His behaviour of course is communication. I would read a lot of books about different feelings with him, so he can identify his feelings. Anger is a secondary emotion, so there is something underneath, most likely fear. De-escalate and distract whenever possible. Go to a park after school or let him bounce on a trampoline, so he can reduce his cortisol levels. I tried techniques with my daughter like ripping paper, popping a balloon, punching a cushion; some people find that helpful.

Sarah Naish's "The A-Z of Therapeutic Parenting" is an excellent book when it comes to understanding behaviours and how to react. Is he in therapy? His level of aggression is not age appropriate. Play therapy or a creative therapy might help. I would push for support now, because things might become very difficult once he gets older.

Offensiveapprently · 04/05/2023 21:39

We made another phone call to his SW today. To be honest I don't feel much like hugging when he is hurting me. Always happy to hug before or after, I tell him I love him aaaaaalllllll the time and he is very loving back which is good.
His SW has mentioned therapy which I've agreed to. He is just an angry little cloud at the moment!

OP posts:
onlytherain · 05/05/2023 23:41

I never felt like hugging when my daughter was aggressive either (I think nobody does). But it helped her. She felt horrible about herself in those moments. Hugging helped her to feel contained, and hearing that I loved her helped her to feel better about herself and to feel safe. Separating the child from the behaviour helped too ("I still love you, I just don't like your behaviour").

I sometimes call my daughter "dark little cloud" when she is angry :-).

Trainham · 06/05/2023 06:35

Many children struggle due to trauma they have suffered and in reality this could go on for years and probably not what you want to here. Sometimes adopters have to change their mindset that this may happen for a long time. It is not easy when our children continue to lash out and hurt us.it is hard to continually be a therapeutic parent.
Maybe some life story work would help. Ask for course on NVR ( non violent resistant ) which cover strategies to use when a child is angry.
Remember it is not their fault , ( difficult when you are being hurt)you ( hopefully)know your child's back story and they are hurting inside.
Good luck

Minnie888 · 07/05/2023 07:26

@Offensiveapprently I could have written this word for word. It is exhausting, we are finding home so challenging right now, little things seem to set him off but mainly linked to transitions. It's not difficult being therapeutic the first time but gosh by the end of the day it is hard to still be therapeutic when things are thrown at you, your spat at etc. starts to erode your self esteem just like in an unhealthy adult relationship. Some days we have nothing, but some days are a real challenge. Not sure it helps but know you're not alone.

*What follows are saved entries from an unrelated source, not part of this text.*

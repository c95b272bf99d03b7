use std::path::{Path, PathBuf};

use glam::{Mat4, Quat, Vec3};
use gltf::mesh::Mode;
use log::{debug, info};

use crate::error::LoadError;
use crate::mesh::MeshData;
use crate::scene::{Model, PartId, Transform};

/// Where the model asset comes from.
#[derive(Debug, Clone, PartialEq, Eq)]
pub enum AssetSource {
    /// File on disk (native builds).
    Path(PathBuf),
    /// URL fetched by the browser (WebAssembly builds).
    Url(String),
    /// Bytes already in memory.
    Bytes(Vec<u8>),
}

impl AssetSource {
    pub fn describe(&self) -> String {
        match self {
            Self::Path(path) => path.display().to_string(),
            Self::Url(url) => url.clone(),
            Self::Bytes(bytes) => format!("<{} bytes>", bytes.len()),
        }
    }
}

/// Resolves the asset into a [`Model`]. Nothing is retried.
pub async fn load_model(source: &AssetSource) -> Result<Model, LoadError> {
    let model = match source {
        AssetSource::Bytes(bytes) => model_from_slice(bytes)?,
        AssetSource::Path(path) => read_model(path)?,
        AssetSource::Url(url) => {
            let bytes = fetch(url).await?;
            model_from_slice(&bytes)?
        }
    };
    info!("loaded {} with {} part(s)", source.describe(), model.len());
    Ok(model)
}

/// Parses a self-contained glTF (`.glb`, or `.gltf` with embedded buffers).
pub fn model_from_slice(bytes: &[u8]) -> Result<Model, LoadError> {
    let (document, buffers, _images) = gltf::import_slice(bytes)?;
    build_model(&document, &buffers)
}

#[cfg(not(target_arch = "wasm32"))]
fn read_model(path: &Path) -> Result<Model, LoadError> {
    std::fs::metadata(path).map_err(|source| LoadError::Io {
        path: path.to_path_buf(),
        source,
    })?;
    let (document, buffers, _images) = gltf::import(path)?;
    build_model(&document, &buffers)
}

#[cfg(target_arch = "wasm32")]
fn read_model(path: &Path) -> Result<Model, LoadError> {
    Err(LoadError::Io {
        path: path.to_path_buf(),
        source: std::io::Error::new(
            std::io::ErrorKind::Unsupported,
            "the browser build loads assets by URL",
        ),
    })
}

#[cfg(target_arch = "wasm32")]
async fn fetch(url: &str) -> Result<Vec<u8>, LoadError> {
    crate::web::fetch_bytes(url).await
}

#[cfg(not(target_arch = "wasm32"))]
async fn fetch(url: &str) -> Result<Vec<u8>, LoadError> {
    Err(LoadError::Fetch {
        url: url.to_string(),
        reason: "URLs are only supported in the browser build".to_string(),
    })
}

fn build_model(
    document: &gltf::Document,
    buffers: &[gltf::buffer::Data],
) -> Result<Model, LoadError> {
    let scene = document
        .default_scene()
        .or_else(|| document.scenes().next())
        .ok_or(LoadError::EmptyScene)?;

    let mut model = Model::new();
    let mut pending: Vec<(gltf::Node<'_>, Option<PartId>)> =
        scene.nodes().map(|node| (node, None)).collect();
    pending.reverse();
    while let Some((node, parent)) = pending.pop() {
        let name = node.name().unwrap_or_default();
        let id = model.add_part(name, parent, node_transform(&node));
        if let Some(mesh) = node.mesh() {
            if let (Some((data, color)), Some(part)) =
                (read_mesh(&mesh, buffers), model.part_mut(id))
            {
                part.mesh = Some(data);
                part.color = color;
            }
        }
        let first_child = pending.len();
        pending.extend(node.children().map(|child| (child, Some(id))));
        pending[first_child..].reverse();
    }

    if model.is_empty() {
        return Err(LoadError::EmptyScene);
    }
    Ok(model)
}

fn node_transform(node: &gltf::Node<'_>) -> Transform {
    match node.transform() {
        gltf::scene::Transform::Matrix { matrix } => {
            Transform::from_matrix(Mat4::from_cols_array_2d(&matrix))
        }
        gltf::scene::Transform::Decomposed {
            translation,
            rotation,
            scale,
        } => Transform {
            translation: Vec3::from(translation),
            rotation: Quat::from_array(rotation).normalize(),
            scale: Vec3::from(scale),
        },
    }
}

/// Merges every triangle primitive of the mesh. The base color comes from
/// the first primitive's material.
fn read_mesh(
    mesh: &gltf::Mesh<'_>,
    buffers: &[gltf::buffer::Data],
) -> Option<(MeshData, Vec3)> {
    let mut positions: Vec<Vec3> = Vec::new();
    let mut normals: Vec<Vec3> = Vec::new();
    let mut has_normals = true;
    let mut indices: Vec<u32> = Vec::new();
    let mut color = None;

    for primitive in mesh.primitives() {
        if primitive.mode() != Mode::Triangles {
            debug!(
                "skipping {:?} primitive in mesh {:?}",
                primitive.mode(),
                mesh.name()
            );
            continue;
        }
        let reader =
            primitive.reader(|buffer| buffers.get(buffer.index()).map(|data| &data.0[..]));
        let Some(primitive_positions) = reader.read_positions() else {
            continue;
        };
        let base = positions.len() as u32;
        positions.extend(primitive_positions.map(Vec3::from));
        let count = positions.len() as u32 - base;

        match reader.read_normals() {
            Some(primitive_normals) if has_normals => {
                normals.extend(primitive_normals.map(Vec3::from));
            }
            _ => has_normals = false,
        }

        match reader.read_indices() {
            Some(read) => indices.extend(read.into_u32().map(|index| base + index)),
            None => indices.extend(base..base + count),
        }

        color.get_or_insert_with(|| {
            let [r, g, b, _] = primitive
                .material()
                .pbr_metallic_roughness()
                .base_color_factor();
            Vec3::new(r, g, b)
        });
    }

    if positions.is_empty() {
        return None;
    }
    let normals = has_normals.then_some(normals.as_slice());
    Some((
        MeshData::from_attributes(&positions, normals, indices),
        color.unwrap_or(Vec3::ONE),
    ))
}

#[cfg(test)]
pub(crate) mod tests {
    use super::*;

    /// Builds a binary glTF with a `keycap` root holding two unit quads:
    /// `sa_low` at y=1 and `case` at x=5.
    pub(crate) fn keycap_glb() -> Vec<u8> {
        let positions: [[f32; 3]; 4] = [
            [-1.0, 0.0, 1.0],
            [1.0, 0.0, 1.0],
            [1.0, 0.0, -1.0],
            [-1.0, 0.0, -1.0],
        ];
        let indices: [u32; 6] = [0, 1, 2, 0, 2, 3];
        let mut bin = Vec::new();
        for position in positions {
            for component in position {
                bin.extend_from_slice(&component.to_le_bytes());
            }
        }
        for index in indices {
            bin.extend_from_slice(&index.to_le_bytes());
        }

        let json = format!(
            r#"{{
  "asset": {{"version": "2.0"}},
  "scene": 0,
  "scenes": [{{"nodes": [0]}}],
  "nodes": [
    {{"name": "keycap", "children": [1, 2]}},
    {{"name": "sa_low", "mesh": 0, "translation": [0.0, 1.0, 0.0]}},
    {{"name": "case", "mesh": 0, "translation": [5.0, 0.0, 0.0]}}
  ],
  "meshes": [{{"primitives": [{{"attributes": {{"POSITION": 0}}, "indices": 1}}]}}],
  "buffers": [{{"byteLength": {len}}}],
  "bufferViews": [
    {{"buffer": 0, "byteOffset": 0, "byteLength": 48, "target": 34962}},
    {{"buffer": 0, "byteOffset": 48, "byteLength": 24, "target": 34963}}
  ],
  "accessors": [
    {{"bufferView": 0, "componentType": 5126, "count": 4, "type": "VEC3",
      "min": [-1.0, 0.0, -1.0], "max": [1.0, 0.0, 1.0]}},
    {{"bufferView": 1, "componentType": 5125, "count": 6, "type": "SCALAR"}}
  ]
}}"#,
            len = bin.len()
        );
        glb(json.as_bytes(), &bin)
    }

    fn glb(json: &[u8], bin: &[u8]) -> Vec<u8> {
        let pad = |len: usize| (4 - len % 4) % 4;
        let json_len = json.len() + pad(json.len());
        let bin_len = bin.len() + pad(bin.len());
        let total = 12 + 8 + json_len + 8 + bin_len;

        let mut out = Vec::with_capacity(total);
        out.extend_from_slice(b"glTF");
        out.extend_from_slice(&2u32.to_le_bytes());
        out.extend_from_slice(&(total as u32).to_le_bytes());
        out.extend_from_slice(&(json_len as u32).to_le_bytes());
        out.extend_from_slice(b"JSON");
        out.extend_from_slice(json);
        out.extend(std::iter::repeat(b' ').take(pad(json.len())));
        out.extend_from_slice(&(bin_len as u32).to_le_bytes());
        out.extend_from_slice(b"BIN\0");
        out.extend_from_slice(bin);
        out.extend(std::iter::repeat(0u8).take(pad(bin.len())));
        out
    }

    #[test]
    fn loads_named_part_tree() {
        let model = model_from_slice(&keycap_glb()).unwrap();
        assert_eq!(model.len(), 3);
        let names: Vec<_> = model
            .traverse()
            .map(|id| model.part(id).unwrap().name.clone())
            .collect();
        assert_eq!(names, ["keycap", "sa_low", "case"]);
        // Parts are stored in depth-first order.
        let ids: Vec<_> = model.traverse().collect();
        assert!(ids.windows(2).all(|pair| pair[0] < pair[1]));

        let low = model.find("sa_low").unwrap();
        let part = model.part(low).unwrap();
        assert_eq!(part.transform.translation, Vec3::new(0.0, 1.0, 0.0));
        let mesh = part.mesh.as_ref().unwrap();
        assert_eq!(mesh.vertex_count(), 4);
        assert_eq!(mesh.indices.len(), 6);
        // Normals were absent and get recomputed facing up.
        assert!((Vec3::from_slice(&mesh.vertices[3..6]) - Vec3::Y).length() < 1e-5);

        let root = model.find("keycap").unwrap();
        assert!(model.part(root).unwrap().mesh.is_none());
    }

    #[test]
    fn garbage_is_a_gltf_error() {
        let err = model_from_slice(b"definitely not a model").unwrap_err();
        assert!(matches!(err, LoadError::Gltf(_)));
    }

    #[test]
    fn missing_file_reports_path() {
        let source = AssetSource::Path(PathBuf::from("does/not/exist.glb"));
        let err = pollster::block_on(load_model(&source)).unwrap_err();
        assert!(matches!(err, LoadError::Io { .. }));
        assert!(err.to_string().contains("does/not/exist.glb"));
    }

    #[test]
    fn bytes_source_loads_asynchronously() {
        let source = AssetSource::Bytes(keycap_glb());
        let model = pollster::block_on(load_model(&source)).unwrap();
        assert!(model.find("case").is_some());
    }
}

121Sarah121 · 07/05/2023 08:12

We have been there (still am!). Transition at school are particularly challenging so we have had a huge increase in trauma behaviour. I’m exhausted too. As the years pass, my window of tolerance is narrowing. I think it feels more link the progress we made all year is eroded back in a few short days and it’s so disheartening.

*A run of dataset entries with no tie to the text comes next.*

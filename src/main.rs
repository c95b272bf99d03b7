use std::any::Any;
use std::env;
use std::fmt;
use std::fs;
use std::panic::{self, AssertUnwindSafe};
use std::path::PathBuf;
use std::sync::Arc;
use std::time::Instant;

use anyhow::{anyhow, Context, Result};
use log::info;
use pollster::block_on;
use winit::dpi::LogicalSize;
use winit::event_loop::EventLoop;
use winit::window::Window;

use keycap_viewer::{
    load_model, AssetSource, Model, Renderer, Viewer, ViewerApp, ViewerConfig, Viewport,
};

const USAGE: &str = "Usage: keycap-viewer [model.glb] [--config <viewer.xml>] [--summary-only]";

#[cfg(not(target_arch = "wasm32"))]
fn main() {
    env_logger::init();
    if let Err(err) = run() {
        eprintln!("Error: {err:?}");
        std::process::exit(1);
    }
}

#[cfg(target_arch = "wasm32")]
fn main() {}

fn run() -> Result<()> {
    let options = CliOptions::parse(env::args().skip(1))?;
    let config = match &options.config {
        Some(path) => {
            let xml = fs::read_to_string(path)
                .with_context(|| format!("failed to read config {}", path.display()))?;
            ViewerConfig::from_xml(&xml)
                .with_context(|| format!("failed to parse config {}", path.display()))?
        }
        None => ViewerConfig::default(),
    };

    let path = options
        .model
        .clone()
        .unwrap_or_else(|| PathBuf::from(&config.model.path));
    let model = block_on(load_model(&AssetSource::Path(path.clone())))
        .with_context(|| format!("failed to load model {}", path.display()))?;

    if options.summary_only {
        return print_summary(config, model);
    }

    let fallback = (config.clone(), model.clone());
    match run_interactive(config, model) {
        Ok(()) => Ok(()),
        Err(err) if err.downcast_ref::<WindowInitError>().is_some() => {
            eprintln!(
                "{err}. Falling back to --summary-only mode (set DISPLAY or install X11 libs to enable rendering)."
            );
            let (config, model) = fallback;
            print_summary(config, model)
        }
        Err(err) => Err(err),
    }
}

fn print_summary(config: ViewerConfig, model: Model) -> Result<()> {
    let viewer = Viewer::new(config, model, Viewport::new(1280, 720));
    for line in viewer.summary() {
        println!("{line}");
    }
    Ok(())
}

fn run_interactive(config: ViewerConfig, model: Model) -> Result<()> {
    let default_hook = panic::take_hook();
    panic::set_hook(Box::new(|_| {}));
    let event_loop = panic::catch_unwind(AssertUnwindSafe(EventLoop::new));
    panic::set_hook(default_hook);
    let event_loop = event_loop
        .map_err(|panic| WindowInitError::from_panic("event loop", panic))?
        .map_err(|err| WindowInitError::from_error("event loop", err))?;

    #[allow(deprecated)]
    let window = Arc::new(
        event_loop
            .create_window(
                Window::default_attributes()
                    .with_title("Keycap Viewer")
                    .with_inner_size(LogicalSize::new(1280.0, 720.0)),
            )
            .map_err(|err| WindowInitError::from_error("window", err))?,
    );

    let size = window.inner_size();
    let viewer = Viewer::new(config, model, Viewport::new(size.width, size.height));
    let renderer = block_on(Renderer::new(Arc::clone(&window), viewer.meshes()))?;
    for line in viewer.summary() {
        info!("{line}");
    }

    let mut app = ViewerApp::new(renderer, viewer);
    let started = Instant::now();

    #[allow(deprecated)]
    event_loop
        .run(|event, elwt| {
            let now = started.elapsed().as_secs_f64();
            if let Err(err) = app.process_event(&event, elwt, now) {
                app.last_error = Some(err);
                elwt.exit();
            }
        })
        .context("event loop terminated abnormally")?;

    match app.last_error {
        Some(err) => Err(err),
        None => Ok(()),
    }
}

#[derive(Debug)]
struct WindowInitError {
    message: String,
}

impl WindowInitError {
    fn from_panic(stage: &str, panic: Box<dyn Any + Send>) -> Self {
        Self {
            message: format!("failed to initialize {stage}: {}", panic_message(panic)),
        }
    }

    fn from_error(stage: &str, err: impl fmt::Display) -> Self {
        Self {
            message: format!("failed to initialize {stage}: {err}"),
        }
    }
}

impl fmt::Display for WindowInitError {
    fn fmt(&self, f: &mut fmt::Formatter<'_>) -> fmt::Result {
        f.write_str(&self.message)
    }
}

impl std::error::Error for WindowInitError {}

fn panic_message(panic: Box<dyn Any + Send>) -> String {
    match panic.downcast::<String>() {
        Ok(msg) => *msg,
        Err(panic) => match panic.downcast::<&'static str>() {
            Ok(msg) => (*msg).to_string(),
            Err(_) => "unknown panic".into(),
        },
    }
}

#[derive(Debug, Default, PartialEq)]
struct CliOptions {
    model: Option<PathBuf>,
    config: Option<PathBuf>,
    summary_only: bool,
}

impl CliOptions {
    fn parse(args: impl IntoIterator<Item = String>) -> Result<Self> {
        let mut options = Self::default();
        let mut args = args.into_iter();
        while let Some(arg) = args.next() {
            match arg.as_str() {
                "--summary-only" => options.summary_only = true,
                "--config" => {
                    let path = args
                        .next()
                        .ok_or_else(|| anyhow!("--config needs a file. {USAGE}"))?;
                    options.config = Some(PathBuf::from(path));
                }
                "-h" | "--help" => return Err(anyhow!(USAGE)),
                other if other.starts_with('-') => {
                    return Err(anyhow!(
                        "Unknown argument: {other}. Expected --config or --summary-only"
                    ));
                }
                other => {
                    if options.model.is_some() {
                        return Err(anyhow!("Only one model can be viewed at a time. {USAGE}"));
                    }
                    options.model = Some(PathBuf::from(other));
                }
            }
        }
        Ok(options)
    }
}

things that I found help are:
let the little things go eg if it’s not dangerous, completely disrespectful (to the point it’s harming relationships) now isn’t the time to deal with it.
lots of regulation activities eg repetitive physical activities such as cycling, walking, swimming, calming activities eg music, water play, messy play.
reduce social situations eg play dates days out, after school clubs
forget a clean house, it can wait
self care
working on my own regulation
when having a hard day, having someone on hand to take ever to give me a break. I have a partner so we build on one to one time with child and time to ourselves throughout the day as much as possible.
taking time off work to focus on child, I cant burn the candle at both ends and I know work will always be there.
get support from everyone

I hope some of this helps. It might not be relevant but I try and do it. It helps a little when things are so overwhelming.